The current weakness in global markets has primarily resulted from weak economic data in major economies such as Europe and China, coupled with expectations of a sooner-than-expected rate rise by the US Federal Reserve, after it winds down its bond-purchase programme (quantitative easing, or QE).
Investors are interpreting the fall in oil prices as a sign of a possible slowdown in the global economy. They are booking profits, following a sharp rally so far this year, analysts say.
“Europe is grappling with low inflation, virtual recession and no growth. The US economy, on the other hand, is faring better, but monetary tightening is just round the corner. The markets are getting adjusted to a potentially higher interest rate regime. If economic data are supportive, there are chances the US Fed might start monetary tightening as early as the first quarter of 2015. I think that’s what is spooking the US markets these days,” said U R Bhat, managing director, Dalton Capital Advisors.

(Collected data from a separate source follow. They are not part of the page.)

//! Tooth geometry: the five zone shapes plus the supporting shapes used by
//! overlays, for either silhouette.
//!
//! Geometry depends only on the silhouette and the requested size. Shapes
//! are built once on the unit square and scaled uniformly.

use std::f64::consts::{FRAC_1_SQRT_2, FRAC_PI_4};

use glam::{dvec2, DVec2};

use crate::model::{Silhouette, Zone};
use super::constants::*;

/// Outline of one zone.
#[derive(Debug, Clone, PartialEq)]
pub enum ZoneShape {
    Polygon(Vec<DVec2>),
    /// Ring sector between two angles (radians, y axis pointing down).
    Wedge {
        center: DVec2,
        outer: f64,
        inner: f64,
        start: f64,
        end: f64,
    },
    Disc { center: DVec2, radius: f64 },
}

impl ZoneShape {
    fn scaled(&self, k: f64) -> Self {
        match self {
            ZoneShape::Polygon(points) => ZoneShape::Polygon(points.iter().map(|p| *p * k).collect()),
            ZoneShape::Wedge { center, outer, inner, start, end } => ZoneShape::Wedge {
                center: *center * k,
                outer: outer * k,
                inner: inner * k,
                start: *start,
                end: *end,
            },
            ZoneShape::Disc { center, radius } => ZoneShape::Disc {
                center: *center * k,
                radius: radius * k,
            },
        }
    }

    /// SVG path data for this shape.
    pub fn path_data(&self) -> String {
        match self {
            ZoneShape::Polygon(points) => {
                let mut d = String::new();
                for (i, p) in points.iter().enumerate() {
                    let cmd = if i == 0 { 'M' } else { 'L' };
                    d.push_str(&format!("{}{:.2},{:.2} ", cmd, p.x, p.y));
                }
                d.push('Z');
                d
            }
            ZoneShape::Wedge { center, outer, inner, start, end } => {
                let o1 = polar(*center, *outer, *start);
                let o2 = polar(*center, *outer, *end);
                let i2 = polar(*center, *inner, *end);
                let i1 = polar(*center, *inner, *start);
                format!(
                    "M{:.2},{:.2} A{:.2},{:.2} 0 0 1 {:.2},{:.2} L{:.2},{:.2} A{:.2},{:.2} 0 0 0 {:.2},{:.2} Z",
                    o1.x, o1.y, outer, outer, o2.x, o2.y,
                    i2.x, i2.y, inner, inner, i1.x, i1.y,
                )
            }
            ZoneShape::Disc { center, radius } => format!(
                "M{:.2},{:.2} A{:.2},{:.2} 0 1 1 {:.2},{:.2} A{:.2},{:.2} 0 1 1 {:.2},{:.2} Z",
                center.x - radius, center.y,
                radius, radius, center.x + radius, center.y,
                radius, radius, center.x - radius, center.y,
            ),
        }
    }

    /// Point where a mark inside the zone is centred.
    pub fn anchor(&self) -> DVec2 {
        match self {
            ZoneShape::Polygon(points) => {
                points.iter().copied().sum::<DVec2>() / points.len().max(1) as f64
            }
            ZoneShape::Wedge { center, outer, inner, start, end } => {
                polar(*center, (outer + inner) / 2.0, (start + end) / 2.0)
            }
            ZoneShape::Disc { center, .. } => *center,
        }
    }
}

/// Outline used for the crown ring.
#[derive(Debug, Clone, Copy, PartialEq)]
pub enum Outline {
    Square { origin: DVec2, side: f64 },
    Circle { center: DVec2, radius: f64 },
}

#[derive(Debug, Clone, Copy, PartialEq)]
pub struct Segment {
    pub from: DVec2,
    pub to: DVec2,
}

impl Segment {
    fn new(from: DVec2, to: DVec2) -> Self {
        Self { from, to }
    }

    fn scaled(self, k: f64) -> Self {
        Self::new(self.from * k, self.to * k)
    }
}

/// The four edges of a prosthesis border, slightly outside the tooth.
#[derive(Debug, Clone, Copy, PartialEq)]
pub struct Frame {
    pub top: Segment,
    pub bottom: Segment,
    pub left: Segment,
    pub right: Segment,
}

#[derive(Debug, Clone, PartialEq)]
pub struct ToothGeometry {
    pub silhouette: Silhouette,
    pub size: f64,
    pub center: DVec2,
    pub zones: [(Zone, ZoneShape); 5],
    pub corona: Outline,
    pub strike: [Segment; 2],
    pub frame: Frame,
    /// Vertices of the root canal triangle.
    pub endo: [DVec2; 3],
}

impl ToothGeometry {
    pub fn new(silhouette: Silhouette, size: f64) -> Self {
        Self::unit(silhouette).scaled(size)
    }

    pub fn zone(&self, zone: Zone) -> &ZoneShape {
        // zones is built in Zone::ALL order
        &self.zones[Zone::ALL.iter().position(|z| *z == zone).unwrap_or(0)].1
    }

    fn unit(silhouette: Silhouette) -> Self {
        let c = dvec2(0.5, 0.5);
        let a = (1.0 - INNER_FRACTION) / 2.0;
        let b = 1.0 - a;

        let (zones, corona, strike) = match silhouette {
            Silhouette::Rectangular => {
                let zones = [
                    (Zone::Top, quad(dvec2(0.0, 0.0), dvec2(1.0, 0.0), dvec2(b, a), dvec2(a, a))),
                    (Zone::Bottom, quad(dvec2(a, b), dvec2(b, b), dvec2(1.0, 1.0), dvec2(0.0, 1.0))),
                    (Zone::Left, quad(dvec2(0.0, 0.0), dvec2(a, a), dvec2(a, b), dvec2(0.0, 1.0))),
                    (Zone::Right, quad(dvec2(1.0, 0.0), dvec2(1.0, 1.0), dvec2(b, b), dvec2(b, a))),
                    (Zone::Center, quad(dvec2(a, a), dvec2(b, a), dvec2(b, b), dvec2(a, b))),
                ];
                let corona = Outline::Square {
                    origin: dvec2(CORONA_INSET, CORONA_INSET),
                    side: 1.0 - 2.0 * CORONA_INSET,
                };
                let strike = [
                    Segment::new(dvec2(0.0, 0.0), dvec2(1.0, 1.0)),
                    Segment::new(dvec2(1.0, 0.0), dvec2(0.0, 1.0)),
                ];
                (zones, corona, strike)
            }
            Silhouette::Circular => {
                let outer = 0.5;
                let inner = INNER_FRACTION / 2.0;
                let wedge = |mid: f64| ZoneShape::Wedge {
                    center: c,
                    outer,
                    inner,
                    start: mid - FRAC_PI_4,
                    end: mid + FRAC_PI_4,
                };
                let zones = [
                    (Zone::Top, wedge(-2.0 * FRAC_PI_4)),
                    (Zone::Bottom, wedge(2.0 * FRAC_PI_4)),
                    (Zone::Left, wedge(4.0 * FRAC_PI_4)),
                    (Zone::Right, wedge(0.0)),
                    (Zone::Center, ZoneShape::Disc { center: c, radius: inner }),
                ];
                let corona = Outline::Circle { center: c, radius: outer - CORONA_INSET };
                let d = outer * FRAC_1_SQRT_2;
                let strike = [
                    Segment::new(c + dvec2(-d, -d), c + dvec2(d, d)),
                    Segment::new(c + dvec2(d, -d), c + dvec2(-d, d)),
                ];
                (zones, corona, strike)
            }
        };

        let o = FRAME_OVERHANG;
        let (lo, hi) = (-o, 1.0 + o);
        let frame = Frame {
            top: Segment::new(dvec2(lo, lo), dvec2(hi, lo)),
            bottom: Segment::new(dvec2(lo, hi), dvec2(hi, hi)),
            left: Segment::new(dvec2(lo, lo), dvec2(lo, hi)),
            right: Segment::new(dvec2(hi, lo), dvec2(hi, hi)),
        };

        let side = ENDO_SIZE;
        let h = side * 3f64.sqrt() / 2.0;
        let endo = [
            c + dvec2(0.0, -h * 2.0 / 3.0),
            c + dvec2(side / 2.0, h / 3.0),
            c + dvec2(-side / 2.0, h / 3.0),
        ];

        Self {
            silhouette,
            size: 1.0,
            center: c,
            zones,
            corona,
            strike,
            frame,
            endo,
        }
    }

    fn scaled(self, k: f64) -> Self {
        Self {
            silhouette: self.silhouette,
            size: self.size * k,
            center: self.center * k,
            zones: self.zones.map(|(zone, shape)| (zone, shape.scaled(k))),
            corona: match self.corona {
                Outline::Square { origin, side } => Outline::Square { origin: origin * k, side: side * k },
                Outline::Circle { center, radius } => Outline::Circle { center: center * k, radius: radius * k },
            },
            strike: self.strike.map(|s| s.scaled(k)),
            frame: Frame {
                top: self.frame.top.scaled(k),
                bottom: self.frame.bottom.scaled(k),
                left: self.frame.left.scaled(k),
                right: self.frame.right.scaled(k),
            },
            endo: self.endo.map(|p| p * k),
        }
    }
}

fn quad(p0: DVec2, p1: DVec2, p2: DVec2, p3: DVec2) -> ZoneShape {
    ZoneShape::Polygon(vec![p0, p1, p2, p3])
}

fn polar(center: DVec2, radius: f64, angle: f64) -> DVec2 {
    center + DVec2::from_angle(angle) * radius
}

According to Bank of America-Merrill Lynch’s Fund Manager Survey for October, concern about an imminent end to the US Fed’s QE programme has hit investor confidence, in terms of the outlook for the global economy and corporate profitability.
After a fall of more than 20 percentage points from September, only a net 32 per cent of respondents expected the global economy to strengthen through the next 12 months, the lowest reading in two years.
Outlook
In this backdrop, analysts expect global markets to take cues from economic data coming from the US, China and Europe.
Indian markets will also react to domestic cues such as progress on reforms and corporate results, besides key economic data and are likely to remain range-bound, they say.
“Markets’ outlook will depend on the economic data from the US, China, Japan and Europe. Since there is a lot of uncertainty surrounding this and the fact that the US Fed can raise rates, markets will remain volatile, with a negative bias,” suggests Sanghavi of Ambit.
Analysts, however, suggest there is a possibility in case economic data are bad, liquidity from central banks will help economic revival and stem the market fall.
Once the US ends QE, there is a distinct possibility Europe will start a fresh bout of QE. This is likely to keep investor interest alive in a growth economy such as India. However, all this needs to be supported by governmental action in terms of reforms, they say.
“Markets can move up 5-10 per cent from here, but if FIIs (foreign institutional investors) are disappointed with the pace of reforms, there could be sell-off, too. One needs to be circumspect about that. US and European markets will remain in consolidation mode, with a negative bias,” Bhat adds.